INTRODUCTION: Secondary PCL (Plasma Cell Leukemia), arising from multiple myeloma is aggressive and rare variant of multiple myeloma. It is known that AL (Amyloid Light Chain) type of Amyloidosis is primary amyloidosis occurring in multiple myeloma. Attempt to report this case of secondary PCL of light chain secretory type with primary amyloidosis. Emphasis given to this report is so as to highlight the helpful prognostic tools in this rare variety. CASE REPORT: 60 year old female presenting with Hepatosplenomegaly, severe anemia, bleeding manifestations and fever.
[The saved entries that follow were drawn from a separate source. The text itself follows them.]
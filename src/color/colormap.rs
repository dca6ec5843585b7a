//! Colormap arithmetic: TrueColor mask decoding, explicit overlays, and
//! the writable-cell allocator for pseudo-colour maps.
//!
//! TrueColor lookups decode through the visual's channel masks unless an
//! overlay was stored for that exact pixel (AllocColor and StoreColors
//! write overlays); writable visuals allocate cells out of a flag vector
//! with a first-fit linear scan.

use std::collections::HashMap;

use crate::protocol::errors::XError;
use crate::protocol::replies::Rgb16;
use crate::protocol::setup::Visual;
use crate::protocol::types::{ClientId, ColorFlags, ColormapId};

#[derive(Debug, Clone)]
pub struct ColormapRecord {
    pub id: ColormapId,
    pub visual: Visual,
    pub installed: bool,
    /// Explicitly stored colours, keyed by pixel value. On TrueColor
    /// visuals these are overlays that win over the mask decode.
    entries: HashMap<u32, Rgb16>,
    /// Allocation flags for writable cells (empty on read-only visuals).
    writable: Vec<bool>,
    /// Which client allocated which pixel, for targeted release.
    owners: HashMap<u32, ClientId>,
}

fn channel_of(pixel: u32, mask: u32) -> u8 {
    if mask == 0 {
        return 0;
    }
    ((pixel & mask) >> mask.trailing_zeros()) as u8
}

fn widen(channel8: u8) -> u16 {
    (channel8 as u16) << 8
}

impl ColormapRecord {
    pub fn new(id: ColormapId, visual: Visual) -> Self {
        let writable = if visual.class.is_writable() {
            vec![false; visual.colormap_entries as usize]
        } else {
            Vec::new()
        };
        Self { id, visual, installed: false, entries: HashMap::new(), writable, owners: HashMap::new() }
    }

    /// Decode a pixel to 8-bit channels through the visual's masks,
    /// ignoring overlays.
    pub fn decode_masks(&self, pixel: u32) -> (u8, u8, u8) {
        (
            channel_of(pixel, self.visual.red_mask),
            channel_of(pixel, self.visual.green_mask),
            channel_of(pixel, self.visual.blue_mask),
        )
    }

    /// Full lookup: stored entry if present, otherwise the mask decode.
    pub fn query(&self, pixel: u32) -> Rgb16 {
        if let Some(stored) = self.entries.get(&pixel) {
            return *stored;
        }
        let (r, g, b) = self.decode_masks(pixel);
        Rgb16 { red: widen(r), green: widen(g), blue: widen(b) }
    }

    /// Compose a TrueColor pixel from 16-bit channels (8 significant bits
    /// per channel).
    pub fn compose_pixel(&self, red: u16, green: u16, blue: u16) -> u32 {
        let place = |channel16: u16, mask: u32| -> u32 {
            if mask == 0 {
                return 0;
            }
            ((channel16 >> 8) as u32) << mask.trailing_zeros() & mask
        };
        place(red, self.visual.red_mask)
            | place(green, self.visual.green_mask)
            | place(blue, self.visual.blue_mask)
    }

    /// AllocColor: on TrueColor, build the pixel and store the quantised
    /// triple as an overlay; on a writable visual, claim the first free
    /// cell. Replies with the quantised RGB actually stored.
    pub fn alloc_color(
        &mut self,
        client: ClientId,
        red: u16,
        green: u16,
        blue: u16,
    ) -> Result<(u32, Rgb16), XError> {
        let quantised = Rgb16 {
            red: widen((red >> 8) as u8),
            green: widen((green >> 8) as u8),
            blue: widen((blue >> 8) as u8),
        };
        if self.visual.class.is_writable() {
            let cell = self
                .writable
                .iter()
                .position(|used| !used)
                .ok_or_else(XError::alloc)?;
            self.writable[cell] = true;
            let pixel = cell as u32;
            self.entries.insert(pixel, quantised);
            self.owners.insert(pixel, client);
            return Ok((pixel, quantised));
        }
        let pixel = self.compose_pixel(red, green, blue);
        self.entries.insert(pixel, quantised);
        self.owners.insert(pixel, client);
        Ok((pixel, quantised))
    }

    /// AllocColorCells: `count` writable cells, contiguous when asked.
    /// Read-only visuals refuse with `Access`; exhaustion is `Alloc`.
    pub fn alloc_cells(
        &mut self,
        client: ClientId,
        count: u16,
        contiguous: bool,
    ) -> Result<Vec<u32>, XError> {
        if !self.visual.class.is_writable() {
            return Err(XError::access());
        }
        if count == 0 {
            return Err(XError::value(0));
        }
        let want = count as usize;
        let cells = if contiguous {
            self.find_contiguous_run(want).ok_or_else(XError::alloc)?
        } else {
            let free: Vec<usize> = self
                .writable
                .iter()
                .enumerate()
                .filter(|(_, used)| !**used)
                .map(|(index, _)| index)
                .take(want)
                .collect();
            if free.len() < want {
                return Err(XError::alloc());
            }
            free
        };
        for &cell in &cells {
            self.writable[cell] = true;
            self.owners.insert(cell as u32, client);
        }
        Ok(cells.iter().map(|&cell| cell as u32).collect())
    }

    fn find_contiguous_run(&self, want: usize) -> Option<Vec<usize>> {
        let mut run_start = 0usize;
        let mut run_len = 0usize;
        for (index, used) in self.writable.iter().enumerate() {
            if *used {
                run_len = 0;
                run_start = index + 1;
            } else {
                run_len += 1;
                if run_len == want {
                    return Some((run_start..=index).collect());
                }
            }
        }
        None
    }

    /// StoreColors: update the listed pixels' channel subset. Writable
    /// visuals require the cell to be allocated; TrueColor stores an
    /// overlay over the mask decode.
    pub fn store_color(
        &mut self,
        pixel: u32,
        red: u16,
        green: u16,
        blue: u16,
        flags: ColorFlags,
    ) -> Result<(), XError> {
        if self.visual.class.is_writable() {
            let cell = pixel as usize;
            if cell >= self.writable.len() {
                return Err(XError::value(pixel));
            }
            if !self.writable[cell] {
                return Err(XError::access());
            }
        }
        let mut stored = self.query(pixel);
        if flags.contains(ColorFlags::DO_RED) {
            stored.red = red;
        }
        if flags.contains(ColorFlags::DO_GREEN) {
            stored.green = green;
        }
        if flags.contains(ColorFlags::DO_BLUE) {
            stored.blue = blue;
        }
        self.entries.insert(pixel, stored);
        Ok(())
    }

    /// FreeColors: drop the allocation flag and the stored entry.
    pub fn free_colors(&mut self, pixels: &[u32]) {
        for &pixel in pixels {
            self.entries.remove(&pixel);
            self.owners.remove(&pixel);
            let cell = pixel as usize;
            if cell < self.writable.len() {
                self.writable[cell] = false;
            }
        }
    }

    /// Release everything `client` allocated here (disconnect path).
    pub fn free_client(&mut self, client: ClientId) {
        let pixels: Vec<u32> = self
            .owners
            .iter()
            .filter(|(_, owner)| **owner == client)
            .map(|(pixel, _)| *pixel)
            .collect();
        self.free_colors(&pixels);
    }

    /// CopyColormapAndFree: move `requester`'s allocations out of `self`
    /// into a fresh map with `new_id`. Returns the new record and whether
    /// the source is now empty of allocations.
    pub fn copy_and_free(&mut self, new_id: ColormapId, requester: ClientId) -> (ColormapRecord, bool) {
        let mut copy = ColormapRecord::new(new_id, self.visual);
        let moved: Vec<u32> = self
            .owners
            .iter()
            .filter(|(_, owner)| **owner == requester)
            .map(|(pixel, _)| *pixel)
            .collect();
        for pixel in moved {
            if let Some(color) = self.entries.get(&pixel) {
                copy.entries.insert(pixel, *color);
            }
            copy.owners.insert(pixel, requester);
            let cell = pixel as usize;
            if cell < copy.writable.len() {
                copy.writable[cell] = true;
            }
            self.free_colors(&[pixel]);
        }
        (copy, self.owners.is_empty())
    }

    pub fn allocation_count(&self) -> usize {
        self.owners.len()
    }

    pub fn stored_entry(&self, pixel: u32) -> Option<Rgb16> {
        self.entries.get(&pixel).copied()
    }
}

#[cfg(test)]
mod tests {
    use super::*;
    use crate::protocol::errors::ErrorCode;
    use crate::protocol::types::VisualClass;

    fn true_color() -> ColormapRecord {
        ColormapRecord::new(1, Visual::true_color_24(1))
    }

    fn pseudo_color() -> ColormapRecord {
        let visual = Visual {
            id: 2,
            class: VisualClass::PseudoColor,
            bits_per_rgb: 8,
            colormap_entries: 16,
            red_mask: 0,
            green_mask: 0,
            blue_mask: 0,
        };
        ColormapRecord::new(2, visual)
    }

    #[test]
    fn mask_decode() {
        let cmap = true_color();
        assert_eq!(cmap.decode_masks(0x0012_3456), (0x12, 0x34, 0x56));
    }

    #[test]
    fn alloc_color_composes_pixel_and_echoes_quantised_rgb() {
        let mut cmap = true_color();
        let (pixel, rgb) = cmap.alloc_color(2, 0x8000, 0x4000, 0x2000).unwrap();
        assert_eq!(pixel, 0x0080_4020);
        assert_eq!(rgb, Rgb16 { red: 0x8000, green: 0x4000, blue: 0x2000 });
        assert_eq!(cmap.query(pixel), rgb);
    }

    #[test]
    fn overlay_beats_mask_decode() {
        let mut cmap = true_color();
        cmap.store_color(0x00ff_0000, 0x1111, 0x2222, 0x3333, ColorFlags::all()).unwrap();
        assert_eq!(cmap.query(0x00ff_0000), Rgb16 { red: 0x1111, green: 0x2222, blue: 0x3333 });
        // untouched pixels still decode through the masks
        assert_eq!(cmap.query(0x0000_ff00), Rgb16 { red: 0, green: 0xff00, blue: 0 });
    }

    #[test]
    fn store_colors_partial_flags() {
        let mut cmap = true_color();
        cmap.store_color(0x0012_3456, 0xaaaa, 0, 0, ColorFlags::DO_RED).unwrap();
        let rgb = cmap.query(0x0012_3456);
        assert_eq!(rgb.red, 0xaaaa);
        assert_eq!(rgb.green, 0x3400);
        assert_eq!(rgb.blue, 0x5600);
    }

    #[test]
    fn alloc_cells_on_true_color_is_access_error() {
        let mut cmap = true_color();
        let err = cmap.alloc_cells(2, 4, false).unwrap_err();
        assert_eq!(err.code, ErrorCode::Access);
    }

    #[test]
    fn alloc_cells_first_fit_and_exhaustion() {
        let mut cmap = pseudo_color();
        let first = cmap.alloc_cells(2, 4, true).unwrap();
        assert_eq!(first, vec![0, 1, 2, 3]);
        let second = cmap.alloc_cells(2, 12, true).unwrap();
        assert_eq!(second[0], 4);
        let err = cmap.alloc_cells(2, 1, false).unwrap_err();
        assert_eq!(err.code, ErrorCode::Alloc);
    }

    #[test]
    fn contiguous_run_skips_gaps() {
        let mut cmap = pseudo_color();
        cmap.alloc_cells(2, 3, true).unwrap(); // 0..3
        cmap.free_colors(&[1]);
        // a 2-cell contiguous run cannot use the lone free cell 1
        let cells = cmap.alloc_cells(2, 2, true).unwrap();
        assert_eq!(cells, vec![3, 4]);
    }

    #[test]
    fn store_to_unallocated_writable_cell_is_access() {
        let mut cmap = pseudo_color();
        let err = cmap.store_color(5, 1, 1, 1, ColorFlags::all()).unwrap_err();
        assert_eq!(err.code, ErrorCode::Access);
        let err = cmap.store_color(99, 1, 1, 1, ColorFlags::all()).unwrap_err();
        assert_eq!(err.code, ErrorCode::Value);
    }

    #[test]
    fn free_colors_releases_cells_and_overlays() {
        let mut cmap = pseudo_color();
        let cells = cmap.alloc_cells(2, 2, false).unwrap();
        cmap.store_color(cells[0], 1, 2, 3, ColorFlags::all()).unwrap();
        cmap.free_colors(&cells);
        assert_eq!(cmap.allocation_count(), 0);
        assert!(cmap.stored_entry(cells[0]).is_none());
        // the cell is reusable again
        assert_eq!(cmap.alloc_cells(3, 1, false).unwrap(), vec![0]);
    }

    #[test]
    fn copy_and_free_moves_only_requester_allocations() {
        let mut cmap = pseudo_color();
        cmap.alloc_color(2, 0x1000, 0x2000, 0x3000).unwrap();
        cmap.alloc_color(3, 0x4000, 0x5000, 0x6000).unwrap();
        let (copy, emptied) = cmap.copy_and_free(9, 2);
        assert!(!emptied);
        assert_eq!(copy.allocation_count(), 1);
        assert_eq!(cmap.allocation_count(), 1);
        let (_, emptied) = cmap.copy_and_free(10, 3);
        assert!(emptied);
    }
}
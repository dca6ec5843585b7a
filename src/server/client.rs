//! Per-connection client state and the client table.
//!
//! Every connection gets a prefix index; a client-supplied resource id
//! whose bits all fit under the advertised mask is that client's local
//! index and maps to `prefix << 21 | local`. Ids above the mask name
//! server or foreign resources and pass through untouched; on encode the
//! mapping narrows ids the receiving client owns back to local form.
//!
//! Output is an unbounded channel drained by the connection's writer
//! task; a byte counter enforces the high-water mark without blocking
//! the input router.

use std::collections::{HashMap, HashSet};
use std::sync::atomic::{AtomicUsize, Ordering};
use std::sync::Arc;

use bytes::Bytes;
use tokio::sync::mpsc;
use tracing::{debug, warn};

use crate::protocol::events::Event;
use crate::protocol::types::*;
use crate::protocol::xinput::DeviceEvent;

/// Prefix index reserved for server-owned resources.
pub const SERVER_PREFIX_INDEX: u32 = 1;
/// First prefix index handed to connections.
pub const FIRST_CLIENT_INDEX: u32 = 2;
/// Resource ids are 29 bits, so prefix indexes stop at 255.
pub const LAST_CLIENT_INDEX: u32 = 0xff;

/// Compose a global id from a prefix index and a local index.
pub fn compose_id(prefix_index: u32, local: XId) -> XId {
    (prefix_index << RESOURCE_INDEX_BITS) | (local & RESOURCE_ID_MASK)
}

/// Well-known server resource ids.
pub const ROOT_WINDOW: WindowId = (SERVER_PREFIX_INDEX << RESOURCE_INDEX_BITS) | 1;
pub const DEFAULT_COLORMAP: ColormapId = (SERVER_PREFIX_INDEX << RESOURCE_INDEX_BITS) | 2;
pub const ROOT_VISUAL: VisualId = 1;

#[derive(Debug)]
pub struct ClientState {
    /// Connection id; doubles as the resource prefix index.
    pub id: ClientId,
    pub byte_order: ByteOrder,
    /// Sequence number of the most recently started request; echoed on
    /// every reply, error, and event for this client.
    pub sequence: SequenceNumber,
    sender: mpsc::UnboundedSender<Bytes>,
    queued_bytes: Arc<AtomicUsize>,
    high_water: usize,
    /// Devices opened through XOpenDevice.
    pub open_devices: HashSet<DeviceId>,
    /// Foreign windows to re-root when this client dies.
    pub save_set: HashSet<WindowId>,
    /// Recorded close-down mode; teardown always destroys (documented
    /// divergence).
    pub close_down: CloseDownMode,
    /// Marked by KillClient or queue overflow; the serve loop exits.
    pub doomed: bool,
}

impl ClientState {
    pub fn advance_sequence(&mut self) -> SequenceNumber {
        self.sequence = self.sequence.wrapping_add(1);
        self.sequence
    }

    /// Map a client-supplied id into the global namespace.
    pub fn globalize(&self, id: XId) -> XId {
        if id == NONE || (id & !RESOURCE_ID_MASK) != 0 {
            return id;
        }
        compose_id(self.id, id)
    }

    /// Map a global id into the form this client knows it by.
    pub fn localize(&self, id: XId) -> XId {
        if id >> RESOURCE_INDEX_BITS == self.id {
            id & RESOURCE_ID_MASK
        } else {
            id
        }
    }

    /// Queue encoded bytes for the writer task. Overflowing the
    /// high-water mark dooms the connection instead of blocking.
    pub fn enqueue(&mut self, bytes: Bytes) {
        if self.doomed {
            return;
        }
        let queued = self.queued_bytes.fetch_add(bytes.len(), Ordering::Relaxed) + bytes.len();
        if queued > self.high_water {
            warn!(client = self.id, queued, "output queue over high-water mark, dropping client");
            self.doomed = true;
            return;
        }
        if self.sender.send(bytes).is_err() {
            self.doomed = true;
        }
    }

    pub fn enqueue_event(&mut self, event: &Event, synthetic: bool) {
        let bytes = event.encode(self.sequence, self.byte_order, synthetic);
        self.enqueue(bytes);
    }

    pub fn enqueue_device_event(&mut self, event: &DeviceEvent) {
        let bytes = event.encode(self.sequence, self.byte_order);
        self.enqueue(bytes);
    }
}

/// Handle passed to the writer task to decrement the queue counter as
/// bytes reach the socket.
#[derive(Debug, Clone)]
pub struct OutputCredit(Arc<AtomicUsize>);

impl OutputCredit {
    pub fn consumed(&self, bytes: usize) {
        self.0.fetch_sub(bytes, Ordering::Relaxed);
    }
}

#[derive(Debug, Default)]
pub struct ClientTable {
    clients: HashMap<ClientId, ClientState>,
    free_indexes: Vec<u32>,
    next_index: u32,
    high_water: usize,
}

impl ClientTable {
    pub fn new(high_water: usize) -> Self {
        Self {
            clients: HashMap::new(),
            free_indexes: Vec::new(),
            next_index: FIRST_CLIENT_INDEX,
            high_water,
        }
    }

    /// Register a connection; returns its id, the receiving end of its
    /// output queue, and the writer-side credit handle.
    pub fn register(
        &mut self,
        byte_order: ByteOrder,
    ) -> Option<(ClientId, mpsc::UnboundedReceiver<Bytes>, OutputCredit)> {
        let index = match self.free_indexes.pop() {
            Some(index) => index,
            None if self.next_index <= LAST_CLIENT_INDEX => {
                let index = self.next_index;
                self.next_index += 1;
                index
            }
            None => return None,
        };
        let (sender, receiver) = mpsc::unbounded_channel();
        let queued_bytes = Arc::new(AtomicUsize::new(0));
        let credit = OutputCredit(queued_bytes.clone());
        let state = ClientState {
            id: index,
            byte_order,
            sequence: 0,
            sender,
            queued_bytes,
            high_water: self.high_water,
            open_devices: HashSet::new(),
            save_set: HashSet::new(),
            close_down: CloseDownMode::Destroy,
            doomed: false,
        };
        debug!(client = index, ?byte_order, "client registered");
        self.clients.insert(index, state);
        Some((index, receiver, credit))
    }

    pub fn unregister(&mut self, client: ClientId) -> Option<ClientState> {
        let state = self.clients.remove(&client)?;
        self.free_indexes.push(client);
        debug!(client, "client unregistered");
        Some(state)
    }

    pub fn get(&self, client: ClientId) -> Option<&ClientState> {
        self.clients.get(&client)
    }

    pub fn get_mut(&mut self, client: ClientId) -> Option<&mut ClientState> {
        self.clients.get_mut(&client)
    }

    pub fn contains(&self, client: ClientId) -> bool {
        self.clients.contains_key(&client)
    }

    pub fn ids(&self) -> Vec<ClientId> {
        self.clients.keys().copied().collect()
    }

    pub fn len(&self) -> usize {
        self.clients.len()
    }

    pub fn is_empty(&self) -> bool {
        self.clients.is_empty()
    }

    /// Deliver an event to one client, localizing nothing; the caller
    /// prepares ids through [`ClientState::localize`].
    pub fn deliver(&mut self, client: ClientId, event: &Event, synthetic: bool) {
        if let Some(state) = self.clients.get_mut(&client) {
            state.enqueue_event(event, synthetic);
        }
    }

    pub fn deliver_device(&mut self, client: ClientId, event: &DeviceEvent) {
        if let Some(state) = self.clients.get_mut(&client) {
            state.enqueue_device_event(event);
        }
    }
}

#[cfg(test)]
mod tests {
    use super::*;

    fn table() -> ClientTable {
        ClientTable::new(1024)
    }

    #[test]
    fn well_known_ids_sit_above_the_mask() {
        assert!(ROOT_WINDOW > RESOURCE_ID_MASK);
        assert!(DEFAULT_COLORMAP > RESOURCE_ID_MASK);
        assert_eq!(ROOT_WINDOW, 0x0020_0001);
    }

    #[test]
    fn id_mapping_round_trip() {
        let mut t = table();
        let (id, _rx, _credit) = t.register(ByteOrder::LittleEndian).unwrap();
        let client = t.get(id).unwrap();
        let global = client.globalize(0x0010_0001);
        assert_eq!(global, compose_id(id, 0x0010_0001));
        assert_eq!(client.localize(global), 0x0010_0001);
        // foreign and server ids pass through both ways
        assert_eq!(client.globalize(ROOT_WINDOW), ROOT_WINDOW);
        assert_eq!(client.localize(ROOT_WINDOW), ROOT_WINDOW);
        assert_eq!(client.globalize(NONE), NONE);
    }

    #[test]
    fn indexes_are_reused_after_unregister() {
        let mut t = table();
        let (first, _rx1, _c1) = t.register(ByteOrder::LittleEndian).unwrap();
        assert_eq!(first, FIRST_CLIENT_INDEX);
        t.unregister(first);
        let (again, _rx2, _c2) = t.register(ByteOrder::BigEndian).unwrap();
        assert_eq!(again, first);
    }

    #[test]
    fn sequence_wraps_at_16_bits() {
        let mut t = table();
        let (id, _rx, _credit) = t.register(ByteOrder::LittleEndian).unwrap();
        let client = t.get_mut(id).unwrap();
        client.sequence = u16::MAX;
        assert_eq!(client.advance_sequence(), 0);
        assert_eq!(client.advance_sequence(), 1);
    }

    #[test]
    fn high_water_dooms_instead_of_blocking() {
        let mut t = ClientTable::new(16);
        let (id, mut rx, _credit) = t.register(ByteOrder::LittleEndian).unwrap();
        let client = t.get_mut(id).unwrap();
        client.enqueue(Bytes::from(vec![0u8; 12]));
        assert!(!client.doomed);
        client.enqueue(Bytes::from(vec![0u8; 12]));
        assert!(client.doomed);
        // the first message is still in the channel for the writer
        assert_eq!(rx.try_recv().unwrap().len(), 12);
        assert!(rx.try_recv().is_err());
    }
}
She had pancytopenia with ESR of 170. Peripheral smear showed plenty of plasma cells >20% and bone marrow biopsy showed mature to immature plasma cells, plenty in number. Skull X ray showing multiple punched out lesions. Electrophoresis was normal, abdominal wall fat stained positive for Congo Red and Serum Free Light Chain Assay was positive. Diagnosed as PCL of light chain secretory type. CONCLUSION: PCL itself, high plasma cell labeling index, increased LDH, increased serum β2microglobulin,renal indices like increased serum creatinine, organomegaly, non secretory variety-all carry bad prognostic signs.